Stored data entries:
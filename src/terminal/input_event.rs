#[derive(Debug, Clone, Copy, PartialEq, Eq, Hash)]
pub enum KeyCode {
    Unknown,
    Char(char),
    Enter,
    Esc,
    Backspace,
    Left,
    Right,
    Up,
    Down,
}

#[derive(Debug, Clone, Copy, PartialEq, Eq, Hash)]
pub struct KeyModifiers(u8);

impl KeyModifiers {
    pub const NONE: Self = Self(0);
    pub const SHIFT: Self = Self(1 << 0);
    pub const CONTROL: Self = Self(1 << 1);
    pub const ALT: Self = Self(1 << 2);

    pub fn contains(self, other: Self) -> bool {
        (self.0 & other.0) == other.0
    }
}

impl std::ops::BitOrAssign for KeyModifiers {
    fn bitor_assign(&mut self, rhs: Self) {
        self.0 |= rhs.0;
    }
}

#[derive(Debug, Clone, Copy, PartialEq, Eq)]
pub struct KeyEvent {
    pub code: KeyCode,
    pub modifiers: KeyModifiers,
}

impl KeyEvent {
    pub fn plain(code: KeyCode) -> Self {
        Self {
            code,
            modifiers: KeyModifiers::NONE,
        }
    }
}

▶ **What the task asks**: Starting with the first line of the entries and ending with the line that has "pub const CONTROL: Self = Self(1 << 1);", copy each line exactly and add nothing.

▶ **Response**:
filename src/terminal/input_event.rs
#[derive(Debug, Clone, Copy, PartialEq, Eq, Hash)]
pub enum KeyCode {
    Unknown,
    Char(char),
    Enter,
    Esc,
    Backspace,
    Left,
    Right,
    Up,
    Down,
}

#[derive(Debug, Clone, Copy, PartialEq, Eq, Hash)]
pub struct KeyModifiers(u8);

impl KeyModifiers {
    pub const NONE: Self = Self(0);
    pub const SHIFT: Self = Self(1 << 0);
    pub const CONTROL: Self = Self(1 << 1);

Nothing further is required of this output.